[Saved entries]
--- START ---
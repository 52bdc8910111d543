use accountgate_application::OutgoingEmail;
use accountgate_core::{AppError, CallerIdentity};
use accountgate_domain::EmailAddress;
use axum::Json;
use axum::extract::{Extension, Query, State};
use tracing::info;

use crate::dto::{
    EmailStatusResponse, GenericMessageResponse, SendEmailRequest, TestEmailQuery,
    WelcomeEmailQuery,
};
use crate::error::ApiResult;
use crate::state::AppState;

const SEND_ENDPOINTS: [&str; 3] = ["POST /email/send", "POST /email/welcome", "POST /email/test"];

pub async fn send_email_handler(
    State(state): State<AppState>,
    Extension(caller): Extension<CallerIdentity>,
    Json(payload): Json<SendEmailRequest>,
) -> ApiResult<Json<GenericMessageResponse>> {
    state.ensure_exposed(state.expose_email_endpoints, "email endpoint")?;

    let recipient = state
        .notification_service
        .send_message(OutgoingEmail::from(payload))
        .await
        .map_err(|error| state.api_error(error))?;

    info!(caller = %caller.subject(), recipient = %recipient, "email sent");
    Ok(Json(GenericMessageResponse {
        message: format!("email sent to {recipient}"),
    }))
}

pub async fn welcome_email_handler(
    State(state): State<AppState>,
    Extension(caller): Extension<CallerIdentity>,
    Query(query): Query<WelcomeEmailQuery>,
) -> ApiResult<Json<GenericMessageResponse>> {
    state.ensure_exposed(state.expose_email_endpoints, "email endpoint")?;

    let recipient =
        required_recipient(query.email, "email").map_err(|error| state.api_error(error))?;
    state
        .notification_service
        .send_welcome(&recipient, query.name.as_deref())
        .await
        .map_err(|error| state.api_error(error))?;

    info!(caller = %caller.subject(), recipient = %recipient, "welcome email sent");
    Ok(Json(GenericMessageResponse {
        message: format!("welcome email sent to {recipient}"),
    }))
}

pub async fn test_email_handler(
    State(state): State<AppState>,
    Extension(caller): Extension<CallerIdentity>,
    Query(query): Query<TestEmailQuery>,
) -> ApiResult<Json<GenericMessageResponse>> {
    state.ensure_exposed(state.expose_email_endpoints, "email endpoint")?;

    let recipient = required_recipient(query.to, "to").map_err(|error| state.api_error(error))?;
    state
        .notification_service
        .send_test(&recipient)
        .await
        .map_err(|error| state.api_error(error))?;

    info!(
        caller = %caller.subject(),
        recipient = %recipient,
        provider = state.email_provider,
        "test email sent"
    );
    Ok(Json(GenericMessageResponse {
        message: format!("test email sent to {recipient} via {}", state.email_provider),
    }))
}

pub async fn email_status_handler(State(state): State<AppState>) -> Json<EmailStatusResponse> {
    let mut endpoints = vec!["GET /email/status"];
    if state.expose_email_endpoints {
        endpoints.extend(SEND_ENDPOINTS);
    }

    Json(EmailStatusResponse {
        status: "running",
        provider: state.email_provider,
        endpoints,
    })
}

fn required_recipient(value: Option<String>, parameter: &str) -> Result<EmailAddress, AppError> {
    match value {
        Some(value) if !value.trim().is_empty() => EmailAddress::new(value),
        _ => Err(AppError::Validation(format!(
            "query parameter '{parameter}' is required"
        ))),
    }
}
use super::*;

impl PostgresUserStore {
    pub(super) async fn find_by_email_impl(
        &self,
        email: &EmailAddress,
    ) -> AppResult<Option<LocalUserRecord>> {
        let row = sqlx::query_as::<_, UserRow>(&format!(
            "{USER_SELECT} WHERE LOWER(u.email) = LOWER($1) LIMIT 1"
        ))
        .bind(email.as_str())
        .fetch_optional(&self.pool)
        .await
        .map_err(|error| AppError::Internal(format!("failed to find user by email: {error}")))?;

        row.map(LocalUserRecord::try_from).transpose()
    }

    pub(super) async fn find_by_id_impl(
        &self,
        user_id: LocalUserId,
    ) -> AppResult<Option<LocalUserRecord>> {
        let row = sqlx::query_as::<_, UserRow>(&format!("{USER_SELECT} WHERE u.id = $1 LIMIT 1"))
            .bind(user_id.as_i64())
            .fetch_optional(&self.pool)
            .await
            .map_err(|error| AppError::Internal(format!("failed to find user by id: {error}")))?;

        row.map(LocalUserRecord::try_from).transpose()
    }
}
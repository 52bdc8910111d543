use serde::Deserialize;

use super::*;

#[derive(Debug, Deserialize)]
struct TokenResponse {
    access_token: String,
    expires_in: u64,
    refresh_expires_in: Option<u64>,
    refresh_token: Option<String>,
    #[serde(default = "default_token_type")]
    token_type: String,
    scope: Option<String>,
}

fn default_token_type() -> String {
    "Bearer".to_owned()
}

impl From<TokenResponse> for TokenSet {
    fn from(response: TokenResponse) -> Self {
        Self {
            access_token: response.access_token,
            refresh_token: response.refresh_token,
            expires_in: response.expires_in,
            refresh_expires_in: response.refresh_expires_in,
            token_type: response.token_type,
            scope: response.scope,
        }
    }
}

#[derive(Debug, Deserialize)]
struct IntrospectionResponse {
    active: bool,
    sub: Option<String>,
    preferred_username: Option<String>,
    username: Option<String>,
    email: Option<String>,
    exp: Option<i64>,
}

impl KeycloakIdentityProvider {
    async fn post_token_form(
        &self,
        operation: &str,
        tail: &[&str],
        form: &[(&str, &str)],
    ) -> AppResult<Response> {
        let url = self.openid_endpoint(tail)?;
        let mut fields = vec![
            ("client_id", self.config.client_id.as_str()),
            ("client_secret", self.config.client_secret.as_str()),
        ];
        fields.extend_from_slice(form);

        self.http_client
            .post(url)
            .form(&fields)
            .send()
            .await
            .map_err(|error| transport_error(operation, &error))
    }

    async fn token_set(&self, operation: &str, form: &[(&str, &str)]) -> AppResult<TokenSet> {
        let response = self.post_token_form(operation, &["token"], form).await?;
        if !response.status().is_success() {
            return Err(token_rejection(operation, response).await);
        }

        let body = response.json::<TokenResponse>().await.map_err(|error| {
            AppError::Upstream(format!("failed to parse {operation} response: {error}"))
        })?;
        Ok(body.into())
    }

    pub(super) async fn fetch_admin_credential_impl(&self) -> AppResult<AdminCredential> {
        let operation = "admin token";
        let response = self
            .post_token_form(operation, &["token"], &[("grant_type", "client_credentials")])
            .await?;
        if !response.status().is_success() {
            return Err(unexpected_status(operation, response).await);
        }

        let body = response.json::<TokenResponse>().await.map_err(|error| {
            AppError::Upstream(format!("failed to parse admin token response: {error}"))
        })?;
        AdminCredential::new(body.access_token, body.expires_in)
    }

    pub(super) async fn issue_user_token_impl(
        &self,
        username: &str,
        password: &str,
    ) -> AppResult<TokenSet> {
        self.token_set(
            "login",
            &[
                ("grant_type", "password"),
                ("username", username),
                ("password", password),
            ],
        )
        .await
    }

    pub(super) async fn refresh_token_impl(&self, refresh_token: &str) -> AppResult<TokenSet> {
        self.token_set(
            "token refresh",
            &[
                ("grant_type", "refresh_token"),
                ("refresh_token", refresh_token),
            ],
        )
        .await
    }

    pub(super) async fn introspect_token_impl(&self, token: &str) -> AppResult<TokenIntrospection> {
        let operation = "token introspection";
        let response = self
            .post_token_form(operation, &["token", "introspect"], &[("token", token)])
            .await?;
        if !response.status().is_success() {
            return Err(unexpected_status(operation, response).await);
        }

        let body = response
            .json::<IntrospectionResponse>()
            .await
            .map_err(|error| {
                AppError::Upstream(format!("failed to parse introspection response: {error}"))
            })?;

        if !body.active {
            return Ok(TokenIntrospection::inactive());
        }

        Ok(TokenIntrospection {
            active: true,
            subject: body.sub,
            username: body.preferred_username.or(body.username),
            email: body.email,
            expires_at: body.exp,
        })
    }

    pub(super) async fn logout_impl(&self, refresh_token: &str) -> AppResult<()> {
        let operation = "logout";
        let response = self
            .post_token_form(operation, &["logout"], &[("refresh_token", refresh_token)])
            .await?;
        if response.status().is_success() {
            return Ok(());
        }

        Err(token_rejection(operation, response).await)
    }
}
--- END ---
PROBLEM TO WORK ON: Copy out all lines above that include the string "AppError".

THE COMPLETED TASK:
use accountgate_core::{AppError, CallerIdentity};
fn required_recipient(value: Option<String>, parameter: &str) -> Result<EmailAddress, AppError> {
        _ => Err(AppError::Validation(format!(
        .map_err(|error| AppError::Internal(format!("failed to find user by email: {error}")))?;
            .map_err(|error| AppError::Internal(format!("failed to find user by id: {error}")))?;
            AppError::Upstream(format!("failed to parse {operation} response: {error}"))
            AppError::Upstream(format!("failed to parse admin token response: {error}"))
                AppError::Upstream(format!("failed to parse introspection response: {error}"))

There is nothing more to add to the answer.